I could go on, and I’m sure I’ve there are things my fickle memory has overlooked, but for now: onwards!

Fitting Endless OS images on small disks

Last week I read Jorge Castro’s article On “Wasting disk space” with interest, and not only because it cites one of my own articles 😉. Jorge encouraged me to write up the conversation we had off the back of it, so here we go!

People like to fixate on the disk space used by installing a calculator app as a Flatpak when you don’t have any other Flatpak apps installed. For example, on my system GNOME Calculator takes up 9.3 MB for itself, plus 803.1 MB for the GNOME 42 runtime it depends on. Regular readers will not be surprised when I say that that 803.1 MB figure looks rather different when you realise that Calculator is just one of 70 apps on my system that use that runtime; 11.5 MB of runtime per app feels a lot more reasonable.

But I do have one app installed which depends on the GNOME 3.34 runtime, which has been unsupported since August 2020, and the GNOME 3.34 runtime only shares 102 MB of its files with the GNOME 42 runtime, leaving 769 MB installed solely for this one 11 MB app. Not such a big deal on my laptop with a half-terabyte drive, but this gets to a point Jorge makes near the end of his article:

Yes, they take up more room, but it’s not by much, and unless you’re on an extremely size-restrained system (like say a 64GB Chromebook you are repurposing) then for most systems it’s a wash.

Part of the insight behind Endless OS is that it can be more practical and cost-effective to fill a large hard disk with apps and educational resources than to get access to high-bandwidth connectivity in remote or disadvantaged communities, and the devices we and our deployment partners use generally have plentiful storage. But inexpensive, lower-end devices with 64 GB storage are still quite common, and having runtimes installed for one or two apps consumes valuable space that could be used for more offline content. So this can be a real problem for us, if a small handful of apps are bloating an image to the point where it doesn’t fit, or leaves little space for documents & updates.

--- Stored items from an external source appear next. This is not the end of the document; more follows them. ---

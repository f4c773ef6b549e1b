use rust_decimal::Decimal;
use serde::{Deserialize, Serialize};

use super::{Borrowing, BorrowingId, PaymentId};

/// 延滞罰金の倍率
pub const FINE_MULTIPLIER: i64 = 2;

/// 支払いステータス
#[derive(Debug, Clone, Copy, PartialEq, Eq, Serialize, Deserialize)]
#[serde(rename_all = "UPPERCASE")]
pub enum PaymentStatus {
    Pending,
    Paid,
}

impl PaymentStatus {
    pub fn as_str(&self) -> &'static str {
        match self {
            PaymentStatus::Pending => "PENDING",
            PaymentStatus::Paid => "PAID",
        }
    }
}

impl std::str::FromStr for PaymentStatus {
    type Err = String;

    fn from_str(s: &str) -> Result<Self, Self::Err> {
        match s {
            "PENDING" => Ok(PaymentStatus::Pending),
            "PAID" => Ok(PaymentStatus::Paid),
            _ => Err(format!("Invalid payment status: {}", s)),
        }
    }
}

/// 支払い種別
#[derive(Debug, Clone, Copy, PartialEq, Eq, Serialize, Deserialize)]
#[serde(rename_all = "UPPERCASE")]
pub enum PaymentType {
    /// 貸出料金
    Payment,
    /// 延滞罰金
    Fine,
}

impl PaymentType {
    pub fn as_str(&self) -> &'static str {
        match self {
            PaymentType::Payment => "PAYMENT",
            PaymentType::Fine => "FINE",
        }
    }
}

impl std::str::FromStr for PaymentType {
    type Err = String;

    fn from_str(s: &str) -> Result<Self, Self::Err> {
        match s {
            "PAYMENT" => Ok(PaymentType::Payment),
            "FINE" => Ok(PaymentType::Fine),
            _ => Err(format!("Invalid payment type: {}", s)),
        }
    }
}

/// Payment集約 - 貸出に紐づく支払い（料金または罰金）
#[derive(Debug, Clone, PartialEq, Eq, Serialize, Deserialize)]
pub struct Payment {
    pub id: PaymentId,
    pub status: PaymentStatus,
    pub payment_type: PaymentType,
    pub borrowing_id: BorrowingId,
    pub session_url: String,
    pub session_id: String,
    pub money_to_pay: Decimal,
}

impl Payment {
    /// 新しい未払いの支払いを作る
    pub fn pending(
        payment_type: PaymentType,
        borrowing_id: BorrowingId,
        session_id: String,
        session_url: String,
        money_to_pay: Decimal,
    ) -> Self {
        Self {
            id: PaymentId::new(),
            status: PaymentStatus::Pending,
            payment_type,
            borrowing_id,
            session_url,
            session_id,
            money_to_pay,
        }
    }

    pub fn is_paid(&self) -> bool {
        self.status == PaymentStatus::Paid
    }
}

/// 純粋関数：貸出日数（返却予定日 - 貸出日、日単位切り捨て）
pub fn days_borrowed(borrowing: &Borrowing) -> i64 {
    (borrowing.expected_return_date - borrowing.borrow_date)
        .num_days()
        .max(0)
}

/// 純粋関数：貸出料金 = 貸出日数 × 日額料金
pub fn borrowing_fee(borrowing: &Borrowing, daily_fee: Decimal) -> Decimal {
    Decimal::from(days_borrowed(borrowing)) * daily_fee
}

/// 純粋関数：延滞日数（実返却日 - 返却予定日、日単位切り捨て）
///
/// 未返却または期限内の返却は0。
pub fn overdue_days(borrowing: &Borrowing) -> i64 {
    borrowing
        .actual_return_date
        .map(|returned_at| (returned_at - borrowing.expected_return_date).num_days())
        .unwrap_or(0)
        .max(0)
}

/// 純粋関数：罰金 = 延滞日数 × 日額料金 × 倍率
pub fn fine_amount(borrowing: &Borrowing, daily_fee: Decimal) -> Decimal {
    Decimal::from(overdue_days(borrowing)) * daily_fee * Decimal::from(FINE_MULTIPLIER)
}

So, our OS image builder has a mode to tabulate the apps that will be preinstalled in a given image configuration, grouped by the runtime they use, with their approximate sizes. I added this mode when I was trying to make an Endless OS ISO fit on a 4.7 GB DVD a few years back, packing in as much content as possible. It’s a bit rough and ready, and tends to overestimate the disk space needed (because it does not take into account deduplication identical files between different apps and runtimes, or installing only a subset of translations for an app or runtime) but it is still useful to get a sense of where the space is going.

I ran this for the downloadable English configuration of Endless OS earlier today. I’ll spare you the full output here but if you are curious it’s in this gist. It shows that, like on my system, TurtleBlocks is the only reason the GNOME 3.34 runtime is preinstalled, and so removing that app or updating it to a more modern runtime would probably save somewhere between 1 GB and 2 GB in the image! Normally after seeing this I would go and see if I can take a few minutes to send an update to the app, but in this case someone has beaten me to it. (If you are a Python expert interested in block-based programming tools for kids, why not lend a hand getting this over the line?) It also shows that a couple of our unmaintained and sadly closed-source first-party apps, Resumé and My Budget, are stuck on an even more prehistoric runtime.

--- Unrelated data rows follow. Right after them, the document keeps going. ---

use anyhow::Context;
use library_rental::{
    adapters::{
        mock::{
            notification_service::NotificationService as LogNotificationService,
            payment_gateway::PaymentGateway as MockPaymentGateway,
        },
        postgres::{
            PostgresBookRepository, PostgresBorrowingRepository, PostgresPaymentRepository,
            PostgresUserRepository,
        },
        stripe::StripeClient,
        telegram::TelegramNotifier,
    },
    api::{AppState, create_router},
    application::{
        ServiceDependencies, account, borrowing::detect_overdue_borrowings,
        notification::Notifier,
    },
    auth::TokenIssuer,
    config::{config_loader, config_model::AppConfig},
    ports::{NotificationService, PaymentGateway},
};
use std::{sync::Arc, time::Duration};
use tracing_subscriber::{layer::SubscriberExt, util::SubscriberInitExt};

fn payment_gateway(config: &AppConfig) -> Arc<dyn PaymentGateway> {
    match &config.stripe.api_key {
        Some(api_key) => Arc::new(StripeClient::new(
            api_key.clone(),
            config.stripe.success_url.clone(),
            config.stripe.cancel_url.clone(),
        )),
        None => {
            tracing::warn!("STRIPE_API_KEY is not set; using the in-process mock payment gateway");
            Arc::new(MockPaymentGateway::new())
        }
    }
}

fn notification_providers(config: &AppConfig) -> anyhow::Result<Vec<Arc<dyn NotificationService>>> {
    let provider: Arc<dyn NotificationService> = match &config.telegram {
        Some(telegram) => Arc::new(
            TelegramNotifier::new(&telegram.bot_token, telegram.chat_id.clone())
                .map_err(|e| anyhow::anyhow!(e))
                .context("Failed to build Telegram client")?,
        ),
        None => {
            tracing::info!("Telegram is not configured; notifications are only logged");
            Arc::new(LogNotificationService::new())
        }
    };
    Ok(vec![provider])
}

/// 延滞チェックを一定間隔で実行する
fn spawn_overdue_sweep(deps: ServiceDependencies, every: Duration) {
    tokio::spawn(async move {
        let mut ticker = tokio::time::interval(every);
        loop {
            ticker.tick().await;
            if let Err(e) = detect_overdue_borrowings(&deps, chrono::Utc::now()).await {
                tracing::error!(error = %e, "Overdue sweep failed");
            }
        }
    });
}

#[tokio::main]
async fn main() -> anyhow::Result<()> {
    // Initialize tracing
    tracing_subscriber::registry()
        .with(
            tracing_subscriber::EnvFilter::try_from_default_env()
                .unwrap_or_else(|_| "library_rental=debug,tower_http=debug".into()),
        )
        .with(tracing_subscriber::fmt::layer())
        .init();

    let config = config_loader::load()?;

    // Initialize database connection pool
    let pool = sqlx::postgres::PgPoolOptions::new()
        .max_connections(config.database.max_connections)
        .connect(&config.database.url)
        .await
        .context("Failed to connect to database")?;

    sqlx::migrate!("./migrations")
        .run(&pool)
        .await
        .context("Failed to run migrations")?;

    // Initialize adapters
    let service_deps = ServiceDependencies {
        books: Arc::new(PostgresBookRepository::new(pool.clone())),
        borrowings: Arc::new(PostgresBorrowingRepository::new(pool.clone())),
        payments: Arc::new(PostgresPaymentRepository::new(pool.clone())),
        users: Arc::new(PostgresUserRepository::new(pool.clone())),
        payment_gateway: payment_gateway(&config),
        notifier: Notifier::new(notification_providers(&config)?),
    };

    if let Some(admin) = &config.admin {
        account::ensure_staff_account(&service_deps, &admin.email, &admin.password)
            .await
            .context("Failed to create the staff account")?;
    }

    spawn_overdue_sweep(
        service_deps.clone(),
        Duration::from_secs(config.overdue_sweep_interval_secs.max(1)),
    );

    let tokens = TokenIssuer::new(
        &config.auth.jwt_secret,
        chrono::Duration::minutes(config.auth.access_token_ttl_minutes),
        chrono::Duration::minutes(config.auth.refresh_token_ttl_minutes),
    );

    // Create application state
    let app_state = Arc::new(AppState {
        service_deps,
        tokens,
    });

    let app = create_router(app_state);

    let addr = format!("0.0.0.0:{}", config.server.port);
    let listener = tokio::net::TcpListener::bind(&addr)
        .await
        .with_context(|| format!("Failed to bind to {}", addr))?;

    tracing::info!("Server listening on {}", addr);

    axum::serve(listener, app)
        .await
        .context("Server error")?;

    Ok(())
}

Running it on a deployment partner’s custom image that they reported is too big for the 64 GB target hardware showed that the Othman Quran browser is also using an older runtime; once more, someone else has already noticed in the last couple of days, and if you are an expert on GTK’s font selection your input would be welcome on that pull request.

This tool is how it came to pass that I updated the runtimes of gbrainy and Genius, two apps I have never used, last month, and Klavaro back in May, among others.

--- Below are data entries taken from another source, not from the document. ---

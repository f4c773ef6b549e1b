use serde::{Deserialize, Serialize};
use uuid::Uuid;

/// 書籍ID - カタログの集約ID
#[derive(Debug, Clone, Copy, PartialEq, Eq, Hash, Serialize, Deserialize)]
#[serde(transparent)]
pub struct BookId(Uuid);

impl BookId {
    pub fn new() -> Self {
        Self(Uuid::new_v4())
    }

    pub fn from_uuid(uuid: Uuid) -> Self {
        Self(uuid)
    }

    pub fn value(&self) -> Uuid {
        self.0
    }
}

impl Default for BookId {
    fn default() -> Self {
        Self::new()
    }
}

/// 貸出ID - 貸出台帳の集約ID
#[derive(Debug, Clone, Copy, PartialEq, Eq, Hash, Serialize, Deserialize)]
#[serde(transparent)]
pub struct BorrowingId(Uuid);

impl BorrowingId {
    pub fn new() -> Self {
        Self(Uuid::new_v4())
    }

    pub fn from_uuid(uuid: Uuid) -> Self {
        Self(uuid)
    }

    pub fn value(&self) -> Uuid {
        self.0
    }
}

impl Default for BorrowingId {
    fn default() -> Self {
        Self::new()
    }
}

/// 支払いID - 支払い台帳の集約ID
#[derive(Debug, Clone, Copy, PartialEq, Eq, Hash, Serialize, Deserialize)]
#[serde(transparent)]
pub struct PaymentId(Uuid);

impl PaymentId {
    pub fn new() -> Self {
        Self(Uuid::new_v4())
    }

    pub fn from_uuid(uuid: Uuid) -> Self {
        Self(uuid)
    }

    pub fn value(&self) -> Uuid {
        self.0
    }
}

impl Default for PaymentId {
    fn default() -> Self {
        Self::new()
    }
}

/// 利用者ID - アカウントへの参照
#[derive(Debug, Clone, Copy, PartialEq, Eq, Hash, Serialize, Deserialize)]
#[serde(transparent)]
pub struct UserId(Uuid);

impl UserId {
    pub fn new() -> Self {
        Self(Uuid::new_v4())
    }

    pub fn from_uuid(uuid: Uuid) -> Self {
        Self(uuid)
    }

    pub fn value(&self) -> Uuid {
        self.0
    }
}

impl Default for UserId {
    fn default() -> Self {
        Self::new()
    }
}

impl std::fmt::Display for UserId {
    fn fmt(&self, f: &mut std::fmt::Formatter<'_>) -> std::fmt::Result {
        self.0.fmt(f)
    }
}

impl std::fmt::Display for BorrowingId {
    fn fmt(&self, f: &mut std::fmt::Formatter<'_>) -> std::fmt::Result {
        self.0.fmt(f)
    }
}

#[cfg(test)]
mod tests {
    use super::*;

    #[test]
    fn test_book_id_creation() {
        let id1 = BookId::new();
        let id2 = BookId::new();
        assert_ne!(id1, id2);
    }

    #[test]
    fn test_borrowing_id_from_uuid() {
        let uuid = Uuid::new_v4();
        let id = BorrowingId::from_uuid(uuid);
        assert_eq!(id.value(), uuid);
    }

    #[test]
    fn test_user_id_serializes_as_plain_uuid() {
        let uuid = Uuid::new_v4();
        let json = serde_json::to_string(&UserId::from_uuid(uuid)).unwrap();
        assert_eq!(json, format!("\"{}\"", uuid));
    }
}
use chrono::{Duration, Utc};
use jsonwebtoken::{Algorithm, DecodingKey, EncodingKey, Header, Validation, decode, encode};
use serde::{Deserialize, Serialize};
use uuid::Uuid;

use super::AuthError;
use crate::domain::UserId;

#[derive(Debug, Clone, Copy, PartialEq, Eq, Serialize, Deserialize)]
#[serde(rename_all = "lowercase")]
pub enum TokenType {
    Access,
    Refresh,
}

#[derive(Debug, Clone, PartialEq, Eq, Serialize, Deserialize)]
pub struct Claims {
    pub sub: String,
    pub token_type: TokenType,
    pub iat: i64,
    pub exp: i64,
}

#[derive(Debug, Clone, PartialEq, Eq, Serialize, Deserialize)]
pub struct TokenPair {
    pub access: String,
    pub refresh: String,
}

/// HS256トークンの発行・検証（認証エンドポイントとエクストラクタで共有）
#[derive(Clone)]
pub struct TokenIssuer {
    encoding: EncodingKey,
    decoding: DecodingKey,
    access_ttl: Duration,
    refresh_ttl: Duration,
}

impl TokenIssuer {
    pub fn new(secret: &str, access_ttl: Duration, refresh_ttl: Duration) -> Self {
        Self {
            encoding: EncodingKey::from_secret(secret.as_bytes()),
            decoding: DecodingKey::from_secret(secret.as_bytes()),
            access_ttl,
            refresh_ttl,
        }
    }

    pub fn issue(&self, user_id: UserId, token_type: TokenType) -> Result<String, AuthError> {
        let now = Utc::now();
        let ttl = match token_type {
            TokenType::Access => self.access_ttl,
            TokenType::Refresh => self.refresh_ttl,
        };
        let claims = Claims {
            sub: user_id.value().to_string(),
            token_type,
            iat: now.timestamp(),
            exp: (now + ttl).timestamp(),
        };

        encode(&Header::new(Algorithm::HS256), &claims, &self.encoding).map_err(AuthError::Signing)
    }

    pub fn issue_pair(&self, user_id: UserId) -> Result<TokenPair, AuthError> {
        Ok(TokenPair {
            access: self.issue(user_id, TokenType::Access)?,
            refresh: self.issue(user_id, TokenType::Refresh)?,
        })
    }

    /// 署名と有効期限を検証してデコードする（種別は見ない）
    pub fn decode(&self, token: &str) -> Result<Claims, AuthError> {
        let validation = Validation::new(Algorithm::HS256);
        decode::<Claims>(token, &self.decoding, &validation)
            .map(|data| data.claims)
            .map_err(AuthError::InvalidToken)
    }

    /// 期待する種別のトークンを検証し、利用者IDを返す
    pub fn verify(&self, token: &str, expected: TokenType) -> Result<UserId, AuthError> {
        let claims = self.decode(token)?;
        if claims.token_type != expected {
            return Err(AuthError::WrongTokenType);
        }
        Uuid::parse_str(&claims.sub)
            .map(UserId::from_uuid)
            .map_err(|_| AuthError::InvalidSubject)
    }

    /// リフレッシュトークンから新しいアクセストークンを発行する
    pub fn refresh(&self, refresh_token: &str) -> Result<String, AuthError> {
        let user_id = self.verify(refresh_token, TokenType::Refresh)?;
        self.issue(user_id, TokenType::Access)
    }
}
use chrono::{DateTime, Duration, Utc};
use serde::{Deserialize, Serialize};

use super::{Book, BookId, BorrowingId, CreateBorrowingError, ReturnBookError, UserId};

/// 最短の貸出期間（日数）
pub const MIN_BORROWING_DAYS: i64 = 1;

/// 延滞として報告するまでの猶予（日数）
pub const OVERDUE_THRESHOLD_DAYS: i64 = 1;

/// Borrowing集約 - 1人の利用者が1冊の書籍を借りている期間
///
/// 不変条件：actual_return_dateは返却操作まではNone、一度設定されたら消えない
#[derive(Debug, Clone, PartialEq, Eq, Serialize, Deserialize)]
pub struct Borrowing {
    pub id: BorrowingId,
    pub borrow_date: DateTime<Utc>,
    pub expected_return_date: DateTime<Utc>,
    pub actual_return_date: Option<DateTime<Utc>>,
    pub book_id: BookId,
    pub user_id: UserId,
}

impl Borrowing {
    /// まだ返却されていないか
    pub fn is_active(&self) -> bool {
        self.actual_return_date.is_none()
    }
}

/// 返却結果
#[derive(Debug, Clone, PartialEq, Eq)]
pub struct ReturnedBorrowing {
    pub borrowing: Borrowing,
    /// 返却予定日を過ぎて返却されたか
    pub was_late: bool,
}

/// 純粋関数：貸出作成の事前チェック
///
/// ビジネスルール：
/// - 返却予定日は「現在 + 1日」以降
/// - 在庫が1冊以上
///
/// 副作用なし。在庫の減算は永続化時に行う。
pub fn validate_create(
    expected_return_date: DateTime<Utc>,
    book: &Book,
    now: DateTime<Utc>,
) -> Result<(), CreateBorrowingError> {
    if expected_return_date < now + Duration::days(MIN_BORROWING_DAYS) {
        return Err(CreateBorrowingError::ReturnDateTooSoon);
    }
    if !book.in_stock() {
        return Err(CreateBorrowingError::OutOfStock);
    }
    Ok(())
}

/// 純粋関数：書籍を貸し出す
///
/// 検証に通れば、borrow_date = now の新しい貸出を返す。
pub fn open_borrowing(
    book: &Book,
    user_id: UserId,
    expected_return_date: DateTime<Utc>,
    now: DateTime<Utc>,
) -> Result<Borrowing, CreateBorrowingError> {
    validate_create(expected_return_date, book, now)?;

    Ok(Borrowing {
        id: BorrowingId::new(),
        borrow_date: now,
        expected_return_date,
        actual_return_date: None,
        book_id: book.id,
        user_id,
    })
}

/// 純粋関数：書籍を返却する
///
/// ビジネスルール：
/// - 返却済みの貸出は再返却不可
/// - 返却予定日を過ぎていれば延滞（罰金対象）
pub fn return_book(
    borrowing: &Borrowing,
    returned_at: DateTime<Utc>,
) -> Result<ReturnedBorrowing, ReturnBookError> {
    if !borrowing.is_active() {
        return Err(ReturnBookError::AlreadyReturned);
    }

    let was_late = returned_at > borrowing.expected_return_date;

    Ok(ReturnedBorrowing {
        borrowing: Borrowing {
            actual_return_date: Some(returned_at),
            ..borrowing.clone()
        },
        was_late,
    })
}

/// 純粋関数：延滞判定（定期チェック用）
///
/// 未返却かつ返却予定日から1日より長く経過している貸出を延滞とする。
pub fn is_overdue(borrowing: &Borrowing, now: DateTime<Utc>) -> bool {
    borrowing.is_active()
        && now - borrowing.expected_return_date > Duration::days(OVERDUE_THRESHOLD_DAYS)
}

/// 返却予定日からの経過日数（未到来なら0）
pub fn days_overdue(borrowing: &Borrowing, now: DateTime<Utc>) -> i64 {
    (now - borrowing.expected_return_date).num_days().max(0)
}
pub mod config_loader;
pub mod config_model;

There tends to be a flurry of community activity every 6-12 months to update all the apps that depend on newly end-of-lifed runtimes, and many of these turn out not to be rocket science, though it is not (yet!) something that flatpak-external-data-checker can do automatically. Then we are left with a long tail of more lightly-maintained apps where the update is more cumbersome to do, as in the case of gbrainy, where it took a bit of staring at the unfamiliar error messages produced by the Mono C# compiler to figure out where the problem might lie. If you are good at debugging build failures, this kind of thing is a great way to contribute to Flathub; and if someone can remind me of the URL of the live-updating TODO list of apps on obsolete runtimes I once saw, I’ll add the link here.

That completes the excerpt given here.